### [WHAT TO PRODUCE]
Check every line of the data below for "struct". Copy each one that has it.

### [EXTRACTED ENTRIES]
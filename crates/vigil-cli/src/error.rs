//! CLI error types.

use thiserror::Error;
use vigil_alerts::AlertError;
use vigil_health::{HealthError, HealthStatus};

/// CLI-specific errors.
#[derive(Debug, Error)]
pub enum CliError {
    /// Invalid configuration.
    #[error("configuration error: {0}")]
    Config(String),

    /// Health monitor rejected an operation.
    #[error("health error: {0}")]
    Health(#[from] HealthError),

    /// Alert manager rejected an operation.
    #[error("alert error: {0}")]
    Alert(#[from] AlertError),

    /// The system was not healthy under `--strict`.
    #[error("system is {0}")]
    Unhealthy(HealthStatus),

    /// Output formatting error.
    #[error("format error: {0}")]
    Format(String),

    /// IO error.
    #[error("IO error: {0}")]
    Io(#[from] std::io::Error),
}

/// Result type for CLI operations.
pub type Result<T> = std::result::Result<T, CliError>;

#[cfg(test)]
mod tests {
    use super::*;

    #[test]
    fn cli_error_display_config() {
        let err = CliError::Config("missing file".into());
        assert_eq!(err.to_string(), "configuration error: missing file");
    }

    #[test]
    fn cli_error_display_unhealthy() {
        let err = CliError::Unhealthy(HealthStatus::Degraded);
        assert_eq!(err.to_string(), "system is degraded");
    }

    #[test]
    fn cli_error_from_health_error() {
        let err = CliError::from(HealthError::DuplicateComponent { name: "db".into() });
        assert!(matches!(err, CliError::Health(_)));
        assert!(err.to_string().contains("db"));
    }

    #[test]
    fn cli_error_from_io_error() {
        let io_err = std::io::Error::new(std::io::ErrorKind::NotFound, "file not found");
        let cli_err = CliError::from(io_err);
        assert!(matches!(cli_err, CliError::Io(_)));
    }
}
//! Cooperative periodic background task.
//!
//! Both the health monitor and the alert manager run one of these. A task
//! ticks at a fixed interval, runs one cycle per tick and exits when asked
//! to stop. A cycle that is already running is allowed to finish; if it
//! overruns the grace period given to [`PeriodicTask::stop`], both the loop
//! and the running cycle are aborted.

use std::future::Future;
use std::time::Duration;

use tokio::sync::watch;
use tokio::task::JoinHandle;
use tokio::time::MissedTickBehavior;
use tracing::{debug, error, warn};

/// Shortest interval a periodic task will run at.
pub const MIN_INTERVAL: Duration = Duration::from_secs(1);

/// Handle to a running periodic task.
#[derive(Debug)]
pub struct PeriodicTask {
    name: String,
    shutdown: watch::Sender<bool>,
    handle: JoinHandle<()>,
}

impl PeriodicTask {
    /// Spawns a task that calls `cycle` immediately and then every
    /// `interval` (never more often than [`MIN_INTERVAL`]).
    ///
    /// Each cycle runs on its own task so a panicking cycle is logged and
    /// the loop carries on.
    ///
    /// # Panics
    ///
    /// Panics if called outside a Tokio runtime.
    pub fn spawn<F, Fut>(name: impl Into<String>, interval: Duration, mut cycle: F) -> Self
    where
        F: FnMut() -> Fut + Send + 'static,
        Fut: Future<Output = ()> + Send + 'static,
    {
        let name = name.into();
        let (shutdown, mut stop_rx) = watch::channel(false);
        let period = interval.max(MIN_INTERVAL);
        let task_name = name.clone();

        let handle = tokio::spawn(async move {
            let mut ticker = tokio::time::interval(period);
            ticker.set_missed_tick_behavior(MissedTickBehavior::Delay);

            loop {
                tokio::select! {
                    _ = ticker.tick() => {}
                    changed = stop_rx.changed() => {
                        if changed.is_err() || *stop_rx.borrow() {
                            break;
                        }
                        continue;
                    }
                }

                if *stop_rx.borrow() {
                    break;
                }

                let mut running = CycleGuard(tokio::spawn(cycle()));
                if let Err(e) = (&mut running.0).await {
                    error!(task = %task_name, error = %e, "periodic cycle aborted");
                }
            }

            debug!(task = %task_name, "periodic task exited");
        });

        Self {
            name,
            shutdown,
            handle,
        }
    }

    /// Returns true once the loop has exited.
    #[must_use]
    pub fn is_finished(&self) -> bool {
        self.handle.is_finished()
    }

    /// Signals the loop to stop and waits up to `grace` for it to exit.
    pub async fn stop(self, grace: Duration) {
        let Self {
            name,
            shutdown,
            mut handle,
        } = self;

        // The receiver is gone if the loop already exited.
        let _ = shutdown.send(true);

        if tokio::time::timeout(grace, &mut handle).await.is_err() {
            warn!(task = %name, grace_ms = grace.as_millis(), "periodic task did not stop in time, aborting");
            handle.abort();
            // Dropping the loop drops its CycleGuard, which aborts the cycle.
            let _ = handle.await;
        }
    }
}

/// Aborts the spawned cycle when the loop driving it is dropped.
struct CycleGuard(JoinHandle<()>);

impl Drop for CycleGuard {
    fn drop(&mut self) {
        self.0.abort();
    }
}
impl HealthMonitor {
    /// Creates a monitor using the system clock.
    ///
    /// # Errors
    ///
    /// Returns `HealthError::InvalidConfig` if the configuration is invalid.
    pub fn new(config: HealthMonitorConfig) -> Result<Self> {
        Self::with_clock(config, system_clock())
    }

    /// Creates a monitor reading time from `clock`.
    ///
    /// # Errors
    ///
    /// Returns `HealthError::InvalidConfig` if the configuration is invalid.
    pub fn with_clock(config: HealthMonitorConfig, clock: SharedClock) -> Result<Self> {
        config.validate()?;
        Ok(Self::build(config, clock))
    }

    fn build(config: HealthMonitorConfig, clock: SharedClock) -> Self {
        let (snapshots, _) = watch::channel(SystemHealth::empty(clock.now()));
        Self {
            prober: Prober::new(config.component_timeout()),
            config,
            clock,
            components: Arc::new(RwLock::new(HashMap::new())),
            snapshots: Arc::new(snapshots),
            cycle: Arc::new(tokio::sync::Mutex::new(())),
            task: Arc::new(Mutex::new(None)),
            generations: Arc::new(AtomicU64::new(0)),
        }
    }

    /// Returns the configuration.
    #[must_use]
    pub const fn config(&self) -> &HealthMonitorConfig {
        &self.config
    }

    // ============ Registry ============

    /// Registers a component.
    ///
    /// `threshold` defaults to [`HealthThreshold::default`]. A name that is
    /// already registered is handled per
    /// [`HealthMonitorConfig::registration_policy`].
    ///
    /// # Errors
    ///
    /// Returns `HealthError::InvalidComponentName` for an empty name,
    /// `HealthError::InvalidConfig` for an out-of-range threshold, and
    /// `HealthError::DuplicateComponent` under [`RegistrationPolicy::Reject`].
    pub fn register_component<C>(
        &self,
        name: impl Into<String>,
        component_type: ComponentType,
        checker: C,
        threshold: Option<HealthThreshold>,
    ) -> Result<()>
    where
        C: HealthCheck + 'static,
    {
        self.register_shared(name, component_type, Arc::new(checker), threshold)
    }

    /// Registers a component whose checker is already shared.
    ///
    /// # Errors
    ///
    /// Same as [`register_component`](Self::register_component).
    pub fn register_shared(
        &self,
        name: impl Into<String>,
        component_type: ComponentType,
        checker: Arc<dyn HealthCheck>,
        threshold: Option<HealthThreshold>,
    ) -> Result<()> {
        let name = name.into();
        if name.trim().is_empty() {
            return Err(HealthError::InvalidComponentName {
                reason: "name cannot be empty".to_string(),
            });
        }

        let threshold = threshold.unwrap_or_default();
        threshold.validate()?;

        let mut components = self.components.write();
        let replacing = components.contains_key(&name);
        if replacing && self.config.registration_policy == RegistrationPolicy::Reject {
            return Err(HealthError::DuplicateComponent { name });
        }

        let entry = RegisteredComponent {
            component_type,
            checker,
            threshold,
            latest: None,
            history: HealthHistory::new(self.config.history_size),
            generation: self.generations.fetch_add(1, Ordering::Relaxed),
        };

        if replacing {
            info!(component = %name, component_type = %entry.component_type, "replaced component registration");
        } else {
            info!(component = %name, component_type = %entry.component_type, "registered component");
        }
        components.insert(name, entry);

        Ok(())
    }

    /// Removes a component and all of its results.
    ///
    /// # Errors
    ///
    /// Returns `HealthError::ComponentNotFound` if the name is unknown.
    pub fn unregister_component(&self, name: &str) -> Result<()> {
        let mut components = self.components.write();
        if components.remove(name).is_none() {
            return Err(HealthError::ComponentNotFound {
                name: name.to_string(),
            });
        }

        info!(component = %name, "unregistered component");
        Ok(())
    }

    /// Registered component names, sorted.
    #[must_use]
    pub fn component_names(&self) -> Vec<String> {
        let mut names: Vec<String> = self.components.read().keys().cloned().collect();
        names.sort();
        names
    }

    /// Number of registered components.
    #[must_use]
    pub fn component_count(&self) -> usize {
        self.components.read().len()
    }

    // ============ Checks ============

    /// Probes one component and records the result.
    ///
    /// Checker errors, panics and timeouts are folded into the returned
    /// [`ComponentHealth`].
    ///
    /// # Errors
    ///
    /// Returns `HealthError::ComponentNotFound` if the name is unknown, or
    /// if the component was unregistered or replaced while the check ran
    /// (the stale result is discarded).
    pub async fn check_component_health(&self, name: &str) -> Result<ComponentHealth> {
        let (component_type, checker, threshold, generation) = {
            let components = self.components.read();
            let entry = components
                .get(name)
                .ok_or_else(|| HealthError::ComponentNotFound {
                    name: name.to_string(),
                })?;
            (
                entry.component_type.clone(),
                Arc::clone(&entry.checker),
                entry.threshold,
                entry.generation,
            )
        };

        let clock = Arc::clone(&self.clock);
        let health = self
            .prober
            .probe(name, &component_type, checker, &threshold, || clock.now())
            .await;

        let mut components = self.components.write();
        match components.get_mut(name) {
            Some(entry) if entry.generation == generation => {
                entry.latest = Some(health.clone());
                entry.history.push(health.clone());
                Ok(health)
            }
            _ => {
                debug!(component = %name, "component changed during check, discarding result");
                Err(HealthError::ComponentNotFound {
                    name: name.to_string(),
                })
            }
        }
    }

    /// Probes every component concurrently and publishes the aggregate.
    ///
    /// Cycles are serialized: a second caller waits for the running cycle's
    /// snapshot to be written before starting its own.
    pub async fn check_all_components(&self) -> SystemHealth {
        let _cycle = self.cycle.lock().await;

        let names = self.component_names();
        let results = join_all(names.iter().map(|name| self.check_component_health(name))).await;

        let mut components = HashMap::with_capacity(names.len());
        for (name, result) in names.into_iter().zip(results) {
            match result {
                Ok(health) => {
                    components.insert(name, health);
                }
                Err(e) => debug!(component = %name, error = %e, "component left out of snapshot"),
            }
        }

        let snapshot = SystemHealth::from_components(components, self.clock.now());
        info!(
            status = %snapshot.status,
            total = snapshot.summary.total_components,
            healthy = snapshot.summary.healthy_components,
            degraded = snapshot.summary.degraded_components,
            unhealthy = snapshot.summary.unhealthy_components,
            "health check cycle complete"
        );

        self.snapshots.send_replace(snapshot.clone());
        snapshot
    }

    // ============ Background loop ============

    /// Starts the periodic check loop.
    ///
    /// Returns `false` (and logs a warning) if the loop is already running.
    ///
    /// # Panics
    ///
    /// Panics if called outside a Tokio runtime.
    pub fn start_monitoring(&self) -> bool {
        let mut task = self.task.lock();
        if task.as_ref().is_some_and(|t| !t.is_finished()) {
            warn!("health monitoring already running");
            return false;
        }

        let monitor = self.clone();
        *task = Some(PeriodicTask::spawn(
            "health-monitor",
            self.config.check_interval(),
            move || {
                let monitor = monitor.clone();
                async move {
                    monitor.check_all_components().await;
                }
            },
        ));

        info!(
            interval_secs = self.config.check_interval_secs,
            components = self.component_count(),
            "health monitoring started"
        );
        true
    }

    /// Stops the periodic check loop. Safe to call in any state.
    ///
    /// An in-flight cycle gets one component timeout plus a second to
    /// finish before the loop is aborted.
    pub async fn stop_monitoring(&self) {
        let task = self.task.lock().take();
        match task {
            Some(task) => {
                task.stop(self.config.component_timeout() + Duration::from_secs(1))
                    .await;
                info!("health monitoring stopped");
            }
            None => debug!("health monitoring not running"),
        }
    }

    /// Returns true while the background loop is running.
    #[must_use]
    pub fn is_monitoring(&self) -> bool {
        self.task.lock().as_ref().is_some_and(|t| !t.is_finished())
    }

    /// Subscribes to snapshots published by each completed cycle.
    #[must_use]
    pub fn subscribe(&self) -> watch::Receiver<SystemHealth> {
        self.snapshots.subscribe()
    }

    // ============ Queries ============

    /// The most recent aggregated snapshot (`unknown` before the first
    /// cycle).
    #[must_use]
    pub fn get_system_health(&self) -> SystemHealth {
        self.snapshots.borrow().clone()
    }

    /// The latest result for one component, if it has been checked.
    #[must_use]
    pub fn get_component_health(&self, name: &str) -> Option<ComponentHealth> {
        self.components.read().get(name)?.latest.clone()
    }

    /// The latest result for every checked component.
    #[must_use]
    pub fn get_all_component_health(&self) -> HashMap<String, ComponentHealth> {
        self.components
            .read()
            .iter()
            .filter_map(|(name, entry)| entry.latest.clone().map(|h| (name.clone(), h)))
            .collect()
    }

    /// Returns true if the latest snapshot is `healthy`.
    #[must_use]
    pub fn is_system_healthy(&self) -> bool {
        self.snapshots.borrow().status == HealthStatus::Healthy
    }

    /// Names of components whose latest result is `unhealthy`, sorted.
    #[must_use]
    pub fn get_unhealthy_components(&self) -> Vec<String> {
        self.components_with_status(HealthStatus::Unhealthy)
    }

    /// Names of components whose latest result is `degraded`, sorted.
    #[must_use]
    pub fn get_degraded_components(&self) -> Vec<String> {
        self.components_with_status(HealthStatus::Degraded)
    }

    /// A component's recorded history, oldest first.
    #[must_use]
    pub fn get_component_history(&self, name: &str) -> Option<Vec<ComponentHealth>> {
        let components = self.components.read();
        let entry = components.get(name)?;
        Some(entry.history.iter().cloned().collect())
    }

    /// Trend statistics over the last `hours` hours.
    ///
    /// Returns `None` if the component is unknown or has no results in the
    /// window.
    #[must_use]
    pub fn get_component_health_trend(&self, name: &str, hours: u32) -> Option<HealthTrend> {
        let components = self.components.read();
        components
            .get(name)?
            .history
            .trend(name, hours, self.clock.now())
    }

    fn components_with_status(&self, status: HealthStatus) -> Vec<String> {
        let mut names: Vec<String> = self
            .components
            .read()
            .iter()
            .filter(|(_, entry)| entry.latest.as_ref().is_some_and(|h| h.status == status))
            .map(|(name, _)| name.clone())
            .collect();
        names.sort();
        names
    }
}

### [WRITTEN SOLUTION]
pub struct PeriodicTask {
struct CycleGuard(JoinHandle<()>);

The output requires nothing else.